Particularly when you're telling dark stories, you have to give the audience something because we're all living dark stories at the moment. I'm very aware that my books should be an escape and should be an enjoyable journey. Whenever I feel like it's getting too heavy, I always try to put in a joke there. Also, my experience with people who have lived through very dark things do have [a] great sense of humor often, and very often in the middle of darkness, there's a kind of gallows' humor. The same joke at a funeral is funnier than a joke in a comedy club because you need that really, it's a bonding thing.

So I'll go back and realize something's a bit grim, and I'm reluctant to it myself. So, for the audience, I put something funny in there or something tender in there.
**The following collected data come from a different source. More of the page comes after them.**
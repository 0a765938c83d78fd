use owmap::data::region::{SubregionArea, SubregionCatalog};
use owmap::layers::base::LayerId;
use owmap::layers::marker::{Container, VisualClass};
use owmap::store::view_state::{MemoryViewStates, ViewState};
use owmap::tiles::loader::MemoryTileFetcher;
use owmap::{
    LatLng, MapBuilder, MapCore, MapError, MapEvent, MapOptions, MapState, ManualClock, MarkerRecord,
    MarkerType, MarkerTypeCatalog, Point, RegionCatalog,
};
use std::sync::Arc;

const REGIONS: &str = r#"{
    "Valley_4": {
        "dimensions": [8000, 10000],
        "tileSize": 200,
        "maxZoom": 3,
        "initialOffset": { "x": 750, "y": 250 },
        "initialZoom": 2,
        "subregions": ["Valley_4"]
    },
    "Wuling": {
        "dimensions": [6000, 6000],
        "tileSize": 200,
        "maxZoom": 3,
        "initialOffset": { "x": 0, "y": 0 },
        "initialZoom": 1,
        "subregions": ["Wuling_1", "Wuling_2"]
    }
}"#;

fn catalog() -> Arc<MarkerTypeCatalog> {
    let mut catalog = MarkerTypeCatalog::new();
    catalog.insert(MarkerType::new("chest", "collection", "chest"));
    catalog.insert(MarkerType::new("ore", "resource", "mineral"));
    catalog.insert(MarkerType::new("boss", "enemy", "elite").with_no_frame());
    Arc::new(catalog)
}

fn areas() -> Arc<SubregionCatalog> {
    let mut areas = SubregionCatalog::new();
    areas.extend([SubregionArea {
        id: "Valley_4".to_string(),
        name: "Valley IV".to_string(),
        bounds: vec![[1000.0, 1000.0], [7000.0, 9000.0]],
        polygon: Vec::new(),
    }]);
    Arc::new(areas)
}

fn build(clock: &ManualClock) -> (MapCore, Arc<MemoryTileFetcher>) {
    let _ = env_logger::builder().is_test(true).try_init();
    let fetcher = Arc::new(MemoryTileFetcher::new());
    let map = MapBuilder::new()
        .with_regions(RegionCatalog::from_json_str(REGIONS).unwrap())
        .with_marker_types(catalog())
        .with_subregions(areas())
        .with_tile_fetcher(fetcher.clone())
        .with_view_states(Box::new(MemoryViewStates::new()))
        .with_clock(Arc::new(clock.clone()))
        .build()
        .unwrap();
    (map, fetcher)
}

fn ore_markers() -> Vec<MarkerRecord> {
    (0..5)
        .map(|i| MarkerRecord::new(format!("ore{i}"), [-600.0 - i as f64, 500.0 + i as f64], "Valley_4", "ore"))
        .collect()
}

#[tokio::test]
async fn test_switch_region_sets_camera_bounds_and_tiles() {
    let clock = ManualClock::new();
    let (mut map, fetcher) = build(&clock);

    map.switch_region("Valley_4").await.unwrap();

    assert_eq!(map.state(), &MapState::Ready);
    assert_eq!(map.viewport().center, LatLng::new(-656.25, 593.75));
    assert_eq!(map.viewport().zoom, 2.0);
    assert_eq!(map.viewport().max_zoom, 4.0);

    let bounds = map.viewport().max_bounds().unwrap();
    assert_eq!(bounds.south_west, LatLng::new(-1250.0, 0.0));
    assert_eq!(bounds.north_east, LatLng::new(0.0, 1000.0));

    assert!(map.layers().is_attached(&LayerId::BaseTiles));
    assert!(map.layers().is_attached(&LayerId::SubregionGroup("Valley_4".to_string())));
    let base = map.base_tiles().unwrap();
    assert!(base.is_loaded());
    assert!(base.tile_count() > 0);
    assert!(fetcher.requests().iter().all(|url| url.starts_with("/clips/Valley_4/2/")));

    let events = map.process_events();
    assert_eq!(
        events,
        vec![MapEvent::RegionSwitched {
            region: "Valley_4".to_string()
        }]
    );
}

#[tokio::test]
async fn test_unknown_region_is_fatal_and_leaves_map_untouched() {
    let clock = ManualClock::new();
    let (mut map, _) = build(&clock);
    map.switch_region("Valley_4").await.unwrap();

    let result = map.switch_region("Nowhere").await;
    assert!(matches!(result, Err(MapError::RegionNotFound(_))));
    assert_eq!(map.current_region_key(), Some("Valley_4"));
    assert_eq!(map.state(), &MapState::Ready);
}

#[tokio::test]
async fn test_min_zoom_above_region_max_is_rejected() {
    let clock = ManualClock::new();
    let mut map = MapBuilder::new()
        .with_options(MapOptions {
            min_zoom: 6.0,
            ..MapOptions::default()
        })
        .with_regions(RegionCatalog::from_json_str(REGIONS).unwrap())
        .with_marker_types(catalog())
        .with_tile_fetcher(Arc::new(MemoryTileFetcher::new()))
        .with_clock(Arc::new(clock.clone()))
        .build()
        .unwrap();

    let result = map.switch_region("Valley_4").await;
    assert!(matches!(result, Err(MapError::InvalidOptions(_))));
    assert_eq!(map.state(), &MapState::Ready);
    assert_eq!(map.current_region_key(), None);
    assert!(map.layers().is_empty());
}

#[tokio::test]
async fn test_zoom_and_pan_are_clamped() {
    let clock = ManualClock::new();
    let (mut map, _) = build(&clock);
    map.switch_region("Valley_4").await.unwrap();

    map.zoom_to(10.0, None);
    assert_eq!(map.viewport().zoom, 4.0);
    map.zoom_to(-3.0, None);
    assert_eq!(map.viewport().zoom, 0.0);
    map.zoom_to(1.3, None);
    assert_eq!(map.viewport().zoom, 1.25);

    map.pan_by(Point::new(1.0e7, 1.0e7));
    let center = map.viewport().center;
    let bounds = map.viewport().max_bounds().unwrap();
    assert!(bounds.contains(&center));
    assert_eq!(center, LatLng::new(-1250.0, 1000.0));
}

#[tokio::test]
async fn test_view_state_round_trip_between_regions() {
    let clock = ManualClock::new();
    let (mut map, _) = build(&clock);
    map.switch_region("Valley_4").await.unwrap();

    map.zoom_to(3.0, None);
    map.pan_by(Point::new(120.0, -40.0));
    let saved_center = map.viewport().center;
    let saved_zoom = map.viewport().zoom;

    map.switch_region("Wuling").await.unwrap();
    assert_eq!(map.viewport().zoom, 1.0);
    assert!(!map.layers().is_attached(&LayerId::SubregionGroup("Valley_4".to_string())));
    assert!(map.layers().is_attached(&LayerId::SubregionGroup("Wuling_2".to_string())));

    map.switch_region("Valley_4").await.unwrap();
    assert_eq!(map.viewport().center, saved_center);
    assert_eq!(map.viewport().zoom, saved_zoom);
}

#[tokio::test]
async fn test_programmatic_move_does_not_save_view() {
    let clock = ManualClock::new();
    let (mut map, _) = build(&clock);
    map.switch_region("Valley_4").await.unwrap();

    assert!(map.set_map_view(ViewState::new(LatLng::new(-300.0, 300.0), 1.0), false));
    assert!(!map.is_transforming());
    assert!(map.view_states().get_view_state("Valley_4").is_none());

    assert!(map.set_map_view(ViewState::new(LatLng::new(-900.0, 700.0), 3.0), true));
    assert!(!map.set_map_view(ViewState::new(LatLng::new(-100.0, 100.0), 0.0), true));

    clock.advance_ms(100);
    map.tick();
    assert!(map.is_transforming());

    clock.advance_ms(200);
    map.tick();
    assert!(!map.is_transforming());
    assert_eq!(map.viewport().center, LatLng::new(-900.0, 700.0));
    assert_eq!(map.viewport().zoom, 3.0);
    assert!(map.view_states().get_view_state("Valley_4").is_none());

    let events = map.process_events();
    assert!(events.contains(&MapEvent::ZoomEnd { zoom: 3.0 }));
}

#[tokio::test]
async fn test_hidden_marker_is_removed_after_fade() {
    let clock = ManualClock::new();
    let (mut map, _) = build(&clock);
    map.switch_region("Valley_4").await.unwrap();
    map.import_markers(vec![MarkerRecord::new("m1", [-650.0, 590.0], "Valley_4", "chest")]);

    map.filter_markers(["chest"]);
    assert!(map.marker_layer().is_rendered("m1", map.layers()));

    map.filter_markers(Vec::<String>::new());
    let handle = map.marker_layer().handle("m1").unwrap();
    assert!(handle.has_class(VisualClass::FadeOut));
    assert!(map.marker_layer().is_rendered("m1", map.layers()));

    clock.advance_ms(159);
    map.tick();
    assert!(map.marker_layer().is_rendered("m1", map.layers()));

    clock.advance_ms(1);
    map.tick();
    assert!(!map.marker_layer().is_rendered("m1", map.layers()));
    assert!(!map.marker_layer().handle("m1").unwrap().has_class(VisualClass::FadeOut));
}

#[tokio::test]
async fn test_showing_again_cancels_pending_removal() {
    let clock = ManualClock::new();
    let (mut map, _) = build(&clock);
    map.switch_region("Valley_4").await.unwrap();
    map.import_markers(vec![MarkerRecord::new("m1", [-650.0, 590.0], "Valley_4", "chest")]);
    map.filter_markers(["chest"]);

    map.filter_markers(Vec::<String>::new());
    clock.advance_ms(100);
    map.filter_markers(["chest"]);
    assert!(!map.marker_layer().handle("m1").unwrap().has_class(VisualClass::FadeOut));

    clock.advance_ms(100);
    map.tick();
    assert!(map.marker_layer().is_rendered("m1", map.layers()));
    assert_eq!(map.marker_layer().pending_removals(), 0);
}

#[tokio::test]
async fn test_import_is_idempotent_and_skips_unknown_types() {
    let clock = ManualClock::new();
    let (mut map, _) = build(&clock);
    map.switch_region("Valley_4").await.unwrap();

    let records = vec![
        MarkerRecord::new("m1", [-650.0, 590.0], "Valley_4", "chest"),
        MarkerRecord::new("m2", [-640.0, 580.0], "Valley_4", "unknown_type"),
    ];
    assert_eq!(map.import_markers(records.clone()), 1);
    assert_eq!(map.import_markers(records), 0);

    let registry = map.marker_layer().registry();
    assert_eq!(registry.len(), 1);
    assert_eq!(registry.ids_of_type("chest"), ["m1".to_string()]);
    assert!(registry.record("m1").is_some());
    assert!(!registry.contains("m2"));
}

#[tokio::test]
async fn test_ore_markers_form_one_cluster() {
    let clock = ManualClock::new();
    let (mut map, _) = build(&clock);
    map.switch_region("Valley_4").await.unwrap();
    map.import_markers(ore_markers());
    map.enable_marker_clustering();
    map.filter_markers(["ore"]);

    let cluster_layer = LayerId::ClusterGroup("ore".to_string());
    assert!(map.layers().is_attached(&cluster_layer));

    let markers = map.marker_layer();
    assert_eq!(markers.cluster().child_count("ore", markers.registry()), 5);
    assert_eq!(markers.registry().member_count(&Container::Cluster("ore".to_string())), 5);
    assert_eq!(markers.registry().member_count(&Container::Subregion("Valley_4".to_string())), 0);
    assert!(markers.rendered_plain_ids(map.layers()).is_empty());
    assert_eq!(markers.visible_marker_count(), 0);

    let icon = markers.cluster().group_icon("ore", markers.registry()).unwrap();
    assert_eq!(icon.count, 5);
}

#[tokio::test]
async fn test_toggling_clustering_moves_markers_between_containers() {
    let clock = ManualClock::new();
    let (mut map, _) = build(&clock);
    map.switch_region("Valley_4").await.unwrap();
    map.import_markers(ore_markers());
    map.filter_markers(["ore"]);
    assert_eq!(map.marker_layer().rendered_plain_ids(map.layers()).len(), 5);

    map.enable_marker_clustering();
    for handle in map.marker_layer().registry().handles() {
        assert_eq!(handle.parent(), Some(&Container::Cluster("ore".to_string())));
    }

    map.disable_marker_clustering();
    assert!(!map.layers().is_attached(&LayerId::ClusterGroup("ore".to_string())));
    for handle in map.marker_layer().registry().handles() {
        assert_eq!(handle.parent(), Some(&Container::Subregion("Valley_4".to_string())));
    }
}

#[tokio::test]
async fn test_collected_markers_hide_when_completed_are_hidden() {
    let clock = ManualClock::new();
    let (mut map, _) = build(&clock);
    map.switch_region("Valley_4").await.unwrap();
    map.import_markers(vec![
        MarkerRecord::new("m1", [-650.0, 590.0], "Valley_4", "chest"),
        MarkerRecord::new("m2", [-640.0, 580.0], "Valley_4", "chest"),
    ]);
    map.filter_markers(["chest"]);

    map.update_collected_points(["m1"]);
    assert!(map.marker_layer().handle("m1").unwrap().has_class(VisualClass::Checked));
    assert!(map.marker_layer().is_rendered("m1", map.layers()));

    map.set_hide_completed(true);
    clock.advance_ms(160);
    map.tick();
    assert!(!map.marker_layer().is_rendered("m1", map.layers()));
    assert!(map.marker_layer().is_rendered("m2", map.layers()));
}

#[tokio::test]
async fn test_secondary_layer_dims_base_tiles() {
    use owmap::layers::base::LayerTrait;

    let clock = ManualClock::new();
    let (mut map, fetcher) = build(&clock);
    map.switch_region("Valley_4").await.unwrap();
    map.process_events();

    map.switch_layer("B1").await.unwrap();
    assert!(map.layers().is_attached(&LayerId::SecondaryTiles));
    assert_eq!(map.base_tiles().unwrap().opacity(), 0.4);
    assert!(fetcher.requests().iter().any(|url| url.starts_with("/clips/Valley_4_b1/")));
    assert_eq!(
        map.process_events(),
        vec![MapEvent::LayerSwitched {
            layer: "B1".to_string()
        }]
    );

    map.switch_layer("M").await.unwrap();
    assert!(!map.layers().is_attached(&LayerId::SecondaryTiles));
    assert_eq!(map.base_tiles().unwrap().opacity(), 1.0);
    assert!(map.switch_layer("Z7").await.is_err());
}

#[tokio::test]
async fn test_boundaries_and_highlight() {
    let clock = ManualClock::new();
    let (mut map, _) = build(&clock);
    map.switch_region("Valley_4").await.unwrap();

    map.show_subregion_boundaries();
    assert!(map.boundaries().is_visible());
    assert_eq!(map.subregion_at(&LatLng::new(-600.0, 500.0)).as_deref(), Some("Valley_4"));
    assert_eq!(map.subregion_at(&LatLng::new(-10.0, 10.0)), None);

    assert!(map.highlight_subregion("Valley_4"));
    let highlight = LayerId::Highlight("Valley_4".to_string());
    assert!(map.layers().is_attached(&highlight));
    clock.advance_ms(1500);
    map.tick();
    assert!(!map.layers().is_attached(&highlight));
}

#[tokio::test]
async fn test_region_switch_drops_highlight() {
    let clock = ManualClock::new();
    let (mut map, _) = build(&clock);
    map.switch_region("Valley_4").await.unwrap();
    assert!(map.highlight_subregion("Valley_4"));
    assert_eq!(map.boundaries().highlighted(), Some("Valley_4"));

    map.switch_region("Wuling").await.unwrap();
    assert_eq!(map.boundaries().highlighted(), None);
    assert!(!map.layers().is_attached(&LayerId::Highlight("Valley_4".to_string())));
}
Originally Nikki was not very beautiful, then I realized it changed it fundamentally if she was beautiful and if she was graceful. It fundamentally changed the dynamic. So you go in and tweak things when you realize it's too dark or if the change can make the story better.

You have written several crime novels. What keeps you in it, and what are you excited about the current state of the genre?

When I started about 20 years ago, nobody was that interested in crime fiction. The idea of writing a book like this was really unthinkable. That you would have an ex-sex worker as a central figure and the sympathetic character. Now there are so many more stories. It's just saturated. It's all very different now.

You are one of the great writers bringing Tartan Noir to readers. What does it mean to you to bring some of Glasgow to people with your work?

One thing that I think about detective fiction – well, all crime fiction really – is that it moves up and down to different social strata, so you can have a citywide look at the way a culture works. Ian Rankin says if you want to find out about a place and what's happening in it, read crime fiction. I think that's really true and because we were taken all that seriously, you could pretty much do anything. You could take readers anywhere.

Tartan Noir is such a broad group of people, and it's pretty representative of the culture – the only thing is that it's very white. I think all crime fiction is very white, and we really need to challenge that and change that. We really need to push for change because we're not representing people of color in the genre, I feel, at all.

What do you think makes a great mystery or crime novel?

I always mind something Graham Greene said about thinking about the question in a reader's mind when writing a crime novel. Not what you told your editor you were gonna write, not what did you do last time, not what is going to sell as a movie. What is the reader wondering about and interested in? That is what really hooks me into a crime fiction novel. I don't really care if the people are good, I don't want the good guys to always win. It's about the pending question, and, for me, the narrative drive of crime fiction is what makes it pop.

I just really want a narrative that sucks you in, a really compelling and bold story.